The company's third quarter effective tax rate of 45 percent was higher than that of the second quarter, primarily due to a higher proportion of income in high-rate tax jurisdictions, generally associated with the company's international upstream operations.

Discontinued Operations

Third quarter financial results: Third quarter losses from discontinued operations were $5 million, compared with income of $62 million in the second quarter of 2004 and income of $57 million in the third quarter of 2003. The decreases in both periods were primarily related to the impacts of asset sales.

Nine months financial results: During the first nine months of 2004, income from discontinued operations was $70 million, compared with $201 million for the same period a year ago. The decrease is primarily attributable to the impacts of asset sales.

Outlook

Mr. Mulva concluded:

"Execution of the 2004 operating plan by our major business segments during a period of high commodity prices resulted in another quarter of strong earnings and cash flow. We have made significant progress on our 2004 objectives and continue to apply capital and cost discipline, regardless of the price environment. Capital spending associated with our major projects continues as planned. In addition, we recently announced a 16 percent increase in our quarterly dividend rate.

"As we announced in late September, the strategic alliance with LUKOIL, a leading international integrated oil and gas company in Russia, represents an important step for our company. This transaction is consistent with our E&P strategy of increasing reserves and production growth in new legacy areas at attractive costs, and is expected to provide access to possible substantial future reserve additions.

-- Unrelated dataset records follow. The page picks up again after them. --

//! Audio subsystem backends.
//!
//! The negotiation, transfer and volume logic in `pcmio` never
//! talks to the audio subsystem directly, it drives a [`Backend`].
//!
//! Two exist:
//! - `Alsa` (feature `alsa`): the real thing, through the `alsa` crate
//! - [`Dummy`]: an in-memory device with scriptable failures, used for testing

mod backend;
pub use backend::{Backend,Pcm,HwParams,Mixer,Selem,Direction};

mod dummy;
pub use dummy::{
	Dummy,DummyCaps,DummyStats,
	DummyPcm,DummyHwParams,DummyMixer,DummySelem,
};

#[cfg(feature = "alsa")]
mod alsa;
#[cfg(feature = "alsa")]
pub use self::alsa::{Alsa,AlsaPcm,AlsaHwParams,AlsaMixer,AlsaSelem};

// Use the dummy if:
// - testing
// - it is explicitly enabled
// - no real backend is enabled
cfg_if::cfg_if! {
	if #[cfg(any(test, feature = "dummy"))] {
		/// The backend used when none is specified.
		pub type DefaultBackend = Dummy;
		/// Name of [`DefaultBackend`].
		pub const BACKEND: &str = "dummy";
	} else if #[cfg(feature = "alsa")] {
		/// The backend used when none is specified.
		pub type DefaultBackend = Alsa;
		/// Name of [`DefaultBackend`].
		pub const BACKEND: &str = "alsa";
	} else {
		/// The backend used when none is specified.
		pub type DefaultBackend = Dummy;
		/// Name of [`DefaultBackend`].
		pub const BACKEND: &str = "dummy";
	}
}
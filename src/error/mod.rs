//! Errors that can occur.

mod backend;
pub use backend::{BackendError,EPIPE};

mod negotiate;
pub use negotiate::{NegotiateError,HwParamStep};

mod transfer;
pub use transfer::TransferError;

mod close;
pub use close::CloseError;

mod volume;
pub use volume::VolumeError;

mod error;
pub use error::PcmError;
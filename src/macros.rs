// Global macros for internal pcmio usage.

//---------------------------------------------------------------------------------------------------- Logging
// Logs with `log` but only if the log feature is enabled.

macro_rules! error2 {
    ($($arg:tt)+) => {{
        #[cfg(feature = "log")]
        ::log::error!($($arg)+);
    }};
}
pub(crate) use error2;

macro_rules! warn2 {
    ($($arg:tt)+) => {{
        #[cfg(feature = "log")]
        ::log::warn!($($arg)+);
    }};
}
pub(crate) use warn2;

macro_rules! info2 {
    ($($arg:tt)+) => {{
        #[cfg(feature = "log")]
        ::log::info!($($arg)+);
    }};
}
pub(crate) use info2;

macro_rules! debug2 {
    ($($arg:tt)+) => {{
        #[cfg(feature = "log")]
        ::log::debug!($($arg)+);
    }};
}
pub(crate) use debug2;

macro_rules! trace2 {
    ($($arg:tt)+) => {{
        #[cfg(feature = "log")]
        ::log::trace!($($arg)+);
    }};
}
pub(crate) use trace2;
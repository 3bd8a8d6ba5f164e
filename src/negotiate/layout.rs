//---------------------------------------------------------------------------------------------------- use
use std::time::Duration;

//---------------------------------------------------------------------------------------------------- NegotiatedLayout
/// The buffer layout a device actually accepted.
///
/// These are the backend's final values, which may differ from
/// what was asked for in the [`BufferHint`](crate::BufferHint).
#[derive(Copy,Clone,Debug,Default,Hash,PartialEq,Eq,PartialOrd,Ord)]
#[cfg_attr(feature = "serde", derive(serde::Serialize, serde::Deserialize))]
#[cfg_attr(feature = "bincode", derive(bincode::Encode, bincode::Decode))]
pub struct NegotiatedLayout {
	/// Ring buffer length in frames.
	pub buffer_frames: usize,
	/// Period length in frames.
	pub period_frames: usize,
	/// Period count, as reported by the backend.
	pub periods: u32,
}

impl NegotiatedLayout {
	#[must_use]
	/// How long a full buffer takes to play at `rate`.
	///
	/// ```rust
	/// # use pcmio::*;
	/// # use std::time::Duration;
	/// let layout = NegotiatedLayout { buffer_frames: 24_000, period_frames: 6_000, periods: 4 };
	/// assert_eq!(layout.buffer_duration(48_000), Duration::from_millis(500));
	/// assert_eq!(layout.buffer_duration(0), Duration::ZERO);
	/// ```
	pub fn buffer_duration(&self, rate: u32) -> Duration {
		frames_to_duration(self.buffer_frames, rate)
	}

	#[must_use]
	/// How long a single period takes to play at `rate`.
	pub fn period_duration(&self, rate: u32) -> Duration {
		frames_to_duration(self.period_frames, rate)
	}
}

fn frames_to_duration(frames: usize, rate: u32) -> Duration {
	if rate == 0 {
		return Duration::ZERO;
	}
	Duration::from_secs_f64(frames as f64 / f64::from(rate))
}
//! Logical volume level.

//---------------------------------------------------------------------------------------------------- use
use std::ops::{Add,Sub};

//---------------------------------------------------------------------------------------------------- Percent
/// Logical volume level, `0..=100`
///
/// `0` maps to the mixer element's native minimum and `100`
/// to its native maximum, the values in-between are scaled
/// linearly onto that range.
///
/// This is the type [`VolumeController`](crate::VolumeController) takes and returns.
#[derive(Copy,Clone,Debug,Default,Hash,PartialEq,Eq,PartialOrd,Ord)]
#[cfg_attr(feature = "serde", derive(serde::Serialize, serde::Deserialize))]
#[cfg_attr(feature = "bincode", derive(bincode::Encode, bincode::Decode))]
#[cfg_attr(feature = "serde", serde(from = "u8", into = "u8"))]
pub struct Percent(u8);

macro_rules! impl_const {
	($num:tt) => {
		paste::paste! {
			#[doc = "Returns [`Percent`] with a value of `" $num "`"]
			pub const [<NEW_ $num>]: Self = Self($num);
		}
	}
}

impl Percent {
	/// ```rust
	/// # use pcmio::*;
	/// assert_eq!(Percent::MAX.inner(), 100);
	/// ```
	pub const MAX: Self = Self(100);
	/// ```rust
	/// # use pcmio::*;
	/// assert_eq!(Percent::MIN.inner(), 0);
	/// ```
	pub const MIN: Self = Self(0);

	#[inline]
	#[must_use]
	/// Create a new [`Percent`], saturating at [`Percent::MAX`].
	///
	/// ```rust
	/// # use pcmio::*;
	/// assert_eq!(Percent::new(0),   Percent::MIN);
	/// assert_eq!(Percent::new(50),  Percent::NEW_50);
	/// assert_eq!(Percent::new(100), Percent::MAX);
	/// assert_eq!(Percent::new(101), Percent::MAX);
	/// assert_eq!(Percent::new(255), Percent::MAX);
	/// ```
	pub const fn new(percent: u8) -> Self {
		if percent > 100 {
			Self::MAX
		} else {
			Self(percent)
		}
	}

	#[inline]
	#[must_use]
	/// Returns the inner [`u8`]
	pub const fn inner(&self) -> u8 {
		self.0
	}

	seq_macro::seq!(N in 0..=100 {
		impl_const!(N);
	});
}

impl std::fmt::Display for Percent {
	fn fmt(&self, f: &mut std::fmt::Formatter<'_>) -> std::fmt::Result {
		write!(f, "{}%", self.0)
	}
}

impl Add for Percent {
	type Output = Self;
	#[inline]
	fn add(self, other: Self) -> Self {
		Self::new(self.0.saturating_add(other.0))
	}
}

impl Sub for Percent {
	type Output = Self;
	#[inline]
	fn sub(self, other: Self) -> Self {
		Self(self.0.saturating_sub(other.0))
	}
}

impl From<u8> for Percent {
	#[inline]
	fn from(percent: u8) -> Self {
		Self::new(percent)
	}
}

impl From<Percent> for u8 {
	#[inline]
	fn from(percent: Percent) -> Self {
		percent.0
	}
}

//---------------------------------------------------------------------------------------------------- TESTS
#[cfg(test)]
mod tests {
	use super::*;
	use pretty_assertions::assert_eq;

	#[test]
	fn consts() {
		assert_eq!(Percent::NEW_0, Percent::MIN);
		assert_eq!(Percent::NEW_25.inner(), 25);
		assert_eq!(Percent::NEW_100, Percent::MAX);
		assert_eq!(Percent::default(), Percent::MIN);
	}

	#[test]
	fn saturating_math() {
		assert_eq!(Percent::NEW_60 + Percent::NEW_60, Percent::MAX);
		assert_eq!(Percent::NEW_10 - Percent::NEW_60, Percent::MIN);
		assert_eq!(Percent::NEW_60 - Percent::NEW_10, Percent::NEW_50);
		assert_eq!(Percent::MAX + Percent::MAX, Percent::MAX);
	}

	#[test]
	fn display() {
		assert_eq!(Percent::NEW_42.to_string(), "42%");
	}

	#[test]
	#[cfg(feature = "serde")]
	fn serde() {
		assert_eq!(serde_json::to_string(&Percent::NEW_75).unwrap(), "75");
		assert_eq!(serde_json::from_str::<Percent>("75").unwrap(), Percent::NEW_75);
		// Saturates like `new()`.
		assert_eq!(serde_json::from_str::<Percent>("200").unwrap(), Percent::MAX);
	}
}
//! Stream transfer errors.

//---------------------------------------------------------------------------------------------------- use
use crate::error::BackendError;

//---------------------------------------------------------------------------------------------------- TransferError
/// Error that occurs during `read()`, `write()` or `discard()`.
///
/// [`TransferError::Overrun`] and [`TransferError::Underrun`] are
/// recoverable, the stream was already re-armed before they were
/// returned and the same call can simply be made again.
/// The data of the failing call was _not_ transferred.
#[derive(thiserror::Error, Debug)]
pub enum TransferError {
	#[error("overrun")]
	/// Capture buffer overflowed because it was not read fast enough.
	Overrun,

	#[error("underrun")]
	/// Playback buffer ran dry because it was not written fast enough.
	Underrun,

	#[error("slice element size ({found} bytes) does not correspond to the device sample size ({expected} bytes)")]
	/// The buffer's element width does not match the negotiated format.
	SampleSize {
		/// [`SampleFormat::byte_width`](crate::SampleFormat::byte_width) of the device.
		expected: usize,
		/// Width of the caller's buffer element.
		found: usize,
	},

	#[error("buffer of {bytes} bytes is not a whole number of {width} byte samples")]
	/// A raw byte buffer does not end on a sample boundary.
	PartialSample {
		/// Bytes in the buffer.
		bytes: usize,
		/// [`SampleFormat::byte_width`](crate::SampleFormat::byte_width) of the device.
		width: usize,
	},

	#[error("buffer of {samples} samples is not a whole number of {channels} channel frames")]
	/// The buffer does not end on a frame boundary.
	PartialFrame {
		/// Samples in the buffer.
		samples: usize,
		/// Channels per frame.
		channels: u32,
	},

	#[error("device is closed")]
	/// The device was already closed.
	Closed,

	#[error("could not re-arm stream after xrun: {0}")]
	/// An overrun/underrun happened and re-arming the stream failed.
	///
	/// The stream is most likely unusable.
	Recover(BackendError),

	#[error("read error: {0}")]
	/// Any other capture failure.
	Read(BackendError),

	#[error("write error: {0}")]
	/// Any other playback failure.
	Write(BackendError),

	#[error("could not drop the stream: {0}")]
	/// Discarding pending playback failed.
	Discard(BackendError),
}

impl TransferError {
	#[inline]
	#[must_use]
	/// Is this an overrun or underrun?
	///
	/// If so, the stream has been re-armed and
	/// the operation may be retried.
	pub const fn is_xrun(&self) -> bool {
		matches!(self, Self::Overrun | Self::Underrun)
	}
}

//---------------------------------------------------------------------------------------------------- TESTS
#[cfg(test)]
mod tests {
	use super::*;

	#[test]
	fn xrun() {
		assert!(TransferError::Overrun.is_xrun());
		assert!(TransferError::Underrun.is_xrun());
		assert!(!TransferError::Closed.is_xrun());
		assert!(!TransferError::Recover(BackendError::new(32, "Broken pipe")).is_xrun());
	}
}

"We expect our production in the fourth quarter to increase as startup of the Hamaca upgrader has begun, and as the Magnolia project begins production later in the quarter. We anticipate full-year daily production to average about 1.56 million BOE.

"The size and scope of our downstream asset base allows us to optimize planned downtime and stage projects to best use our resources, which is particularly important in the environment of strong margins. We have planned extensive crude unit turnaround activity during the fourth quarter, but expect our overall refinery crude oil capacity utilization rate to remain in the mid 90-percent range. In addition, we will continue to focus on our five-year, $2 billion clean fuels program.

"We look forward to updating the financial community on the status of our business and operating plans at our November 17 analyst meeting in New York."